Give Gmail address to a retailer? They’ll have an easier time showing you ads on Google
Gmail addresses are about to become a valuable advertising tool.
At an advertising industry conference in New York this week, Google is expected to debut a system for businesses to direct ads specifically to consumers whose email addresses they already have on file.
Someone who has signed up for, say, a frequent-flier program with a Gmail account, or has an email linked to a Google account, might get ads from the airline that show up just to that person and other existing customers.
The airline could already buy ads that display alongside search results for “flights to new york.” But with the new program, it can focus attention on loyal customers, theoretically spending less money to have ads show up only to people who already have some relationship with the airline.

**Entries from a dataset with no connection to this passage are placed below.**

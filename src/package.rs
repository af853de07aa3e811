//! Packaging merged results
//!
//! Archive mode writes a flat deflate zip: `skins.json` always,
//! `geometry.json` only when geometry exists, then every collected
//! texture/other file under its plain file name. The archive targets a
//! temporary sibling path and renames into place on success, so an
//! interrupted run never leaves a half-written archive under the
//! requested name. Directory mode writes only the merged JSON config
//! files.

use std::collections::BTreeMap;
use std::fs::{self, File};
use std::io::{self, Write};
use std::path::{Path, PathBuf};

use log::{info, warn};
use zip::write::SimpleFileOptions;
use zip::{CompressionMethod, ZipWriter};

use crate::merge::MergedResult;

/// Manifest name inside an archive.
pub const ARCHIVE_SKINS_NAME: &str = "skins.json";
/// Geometry document name inside an archive.
pub const ARCHIVE_GEOMETRY_NAME: &str = "geometry.json";
/// Manifest name in directory mode.
pub const DIR_SKINS_NAME: &str = "merged_skins.json";
/// Geometry document name in directory mode.
pub const DIR_GEOMETRY_NAME: &str = "merged_geometry.json";

/// Errors when writing packaged output
#[derive(Debug, thiserror::Error)]
pub enum PackageError {
    #[error("IO error: {0}")]
    Io(#[from] io::Error),

    #[error("Archive error: {0}")]
    Zip(#[from] zip::result::ZipError),

    #[error("Failed to serialize {name}: {source}")]
    Serialize {
        name: &'static str,
        #[source]
        source: serde_json::Error,
    },
}

/// Write the merged result as a deflate zip archive at `path`.
///
/// A source file that cannot be opened is logged and left out (the
/// archive is still produced and the omission reported); failures from
/// the archive writer itself abort the whole write.
pub fn write_archive(result: &MergedResult, path: &Path) -> Result<(), PackageError> {
    let tmp = temp_path(path);
    let outcome = write_archive_to(result, &tmp)
        .and_then(|()| fs::rename(&tmp, path).map_err(PackageError::from));
    if outcome.is_err() {
        let _ = fs::remove_file(&tmp);
    }
    outcome
}

fn write_archive_to(result: &MergedResult, path: &Path) -> Result<(), PackageError> {
    let file = File::create(path)?;
    let mut zip = ZipWriter::new(file);
    let options = SimpleFileOptions::default().compression_method(CompressionMethod::Deflated);

    let skins = pretty_json(&result.manifest, ARCHIVE_SKINS_NAME)?;
    zip.start_file(ARCHIVE_SKINS_NAME, options)?;
    zip.write_all(skins.as_bytes())?;

    if !result.geometry.is_empty() {
        let geometry = pretty_json(&result.geometry, ARCHIVE_GEOMETRY_NAME)?;
        zip.start_file(ARCHIVE_GEOMETRY_NAME, options)?;
        zip.write_all(geometry.as_bytes())?;
    }

    append_files(&mut zip, &result.textures, options)?;
    append_files(&mut zip, &result.others, options)?;

    zip.finish()?;
    info!("Wrote archive {}", path.display());
    Ok(())
}

fn append_files(
    zip: &mut ZipWriter<File>,
    files: &BTreeMap<String, PathBuf>,
    options: SimpleFileOptions,
) -> Result<(), PackageError> {
    for (file_name, source) in files {
        let mut reader = match File::open(source) {
            Ok(f) => f,
            Err(e) => {
                warn!(
                    "Leaving {} out of the archive, could not read {}: {}",
                    file_name,
                    source.display(),
                    e
                );
                continue;
            }
        };
        zip.start_file(file_name.as_str(), options)?;
        io::copy(&mut reader, zip)?;
    }
    Ok(())
}

/// Write only the merged JSON config files into `dir`, creating it if
/// absent. Texture/other files are not copied in this mode.
pub fn write_directory(result: &MergedResult, dir: &Path) -> Result<(), PackageError> {
    fs::create_dir_all(dir)?;

    let skins = pretty_json(&result.manifest, DIR_SKINS_NAME)?;
    fs::write(dir.join(DIR_SKINS_NAME), skins)?;
    info!("Wrote {}", dir.join(DIR_SKINS_NAME).display());

    if !result.geometry.is_empty() {
        let geometry = pretty_json(&result.geometry, DIR_GEOMETRY_NAME)?;
        fs::write(dir.join(DIR_GEOMETRY_NAME), geometry)?;
        info!("Wrote {}", dir.join(DIR_GEOMETRY_NAME).display());
    }

    Ok(())
}

fn pretty_json<T: serde::Serialize>(value: &T, name: &'static str) -> Result<String, PackageError> {
    serde_json::to_string_pretty(value).map_err(|source| PackageError::Serialize { name, source })
}

fn temp_path(path: &Path) -> PathBuf {
    let mut name = path
        .file_name()
        .map(|n| n.to_os_string())
        .unwrap_or_else(|| "merged".into());
    name.push(".tmp");
    path.with_file_name(name)
}
use super::*;

fn constant(value: f64) -> impl FnMut() -> f64 {
    move || value
}

#[test]
fn low_samples_give_minimum_flake() {
    let flake = Snowflake::sample(constant(0.0));
    assert_eq!(flake, Snowflake { size_px: 5.0, opacity: 0.3, left_vw: 0.0, fall_secs: 5.0 });
}

#[test]
fn high_samples_stay_within_upper_bounds() {
    let flake = Snowflake::sample(constant(0.999_999));
    assert!(flake.size_px < 15.0);
    assert!(flake.opacity < 1.0);
    assert!(flake.left_vw < 100.0);
    assert!(flake.fall_secs < 15.0);
}

#[test]
fn out_of_range_samples_are_clamped() {
    let flake = Snowflake::sample(constant(7.0));
    assert_eq!(flake.size_px, 15.0);
    assert_eq!(flake.left_vw, 100.0);
    let flake = Snowflake::sample(constant(-2.0));
    assert_eq!(flake.size_px, 5.0);
}

#[test]
fn samples_are_consumed_in_field_order() {
    let mut seq = [0.5, 0.0, 0.25, 1.0].into_iter();
    let flake = Snowflake::sample(move || seq.next().unwrap_or(0.0));
    assert_eq!(flake, Snowflake { size_px: 10.0, opacity: 0.3, left_vw: 25.0, fall_secs: 15.0 });
}

#[test]
fn style_contains_geometry_and_animation() {
    let flake = Snowflake { size_px: 8.0, opacity: 0.5, left_vw: 42.0, fall_secs: 9.0 };
    let style = flake.style();
    assert!(style.contains("width: 8px; height: 8px;"));
    assert!(style.contains("opacity: 0.5;"));
    assert!(style.contains("left: 42vw;"));
    assert!(style.contains("top: -10px;"));
    assert!(style.contains("animation: fall 9s linear infinite;"));
}

#[test]
fn snowfall_generates_requested_count() {
    assert_eq!(snowfall(50, constant(0.5)).len(), 50);
    assert!(snowfall(0, constant(0.5)).is_empty());
}

#[test]
fn keyframes_name_matches_flake_animation() {
    assert!(FALL_KEYFRAMES.starts_with("@keyframes fall"));
    assert!(FALL_KEYFRAMES.contains("translateY(100vh)"));
}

The targeted ads work just as well on other Google properties, Sridhar Ramaswamy, Google’s senior vice president for ads and commerce, wrote online Sunday.
“When those [frequent-flier] members are watching their favorite videos on YouTube or catching up on Gmail, you can show ads that inspire them to plan their next trip,” he said.
Google said the new tool helps advertisers message their “highest-value customers on Google Search, YouTube, and Gmail -- when it matters most.”
The line could be viewed as a jab at Facebook, which is second to Google in worldwide digital ad revenue but gaining fast as advertisers flock to its big set of data and 1 billion daily users. Advertising accounts for most of the revenue at both technology giants.
Facebook has had an email-matching tool for advertisers for a couple of years, but it shows ads in an environment that some advertisers argue isn’t as conducive to generating clicks. Facebook shows ads when users are scanning news feeds filled with a variety of content. On Google, people are looking up something specific, including to make a purchase. They see ads based on the query.
Facebook’s tool remains more robust in other ways. It can match phone numbers, and it lets businesses show ads to users whose email address they didn’t gather from individuals, but rather through some third party.
The new Google system can also generate “similar audiences,” or groups of people to advertise to who have characteristics matching people in a submitted list of email addresses. Here again, Facebook’s “Lookalike Audiences” could hold an advantage. Facebook can tap into posts, likes and friendships to find similar people.
But Google’s Ramaswamy reiterated that “only Google” can show ads “at the moment your customer is most receptive.” He said the new ad features would become available in the coming weeks.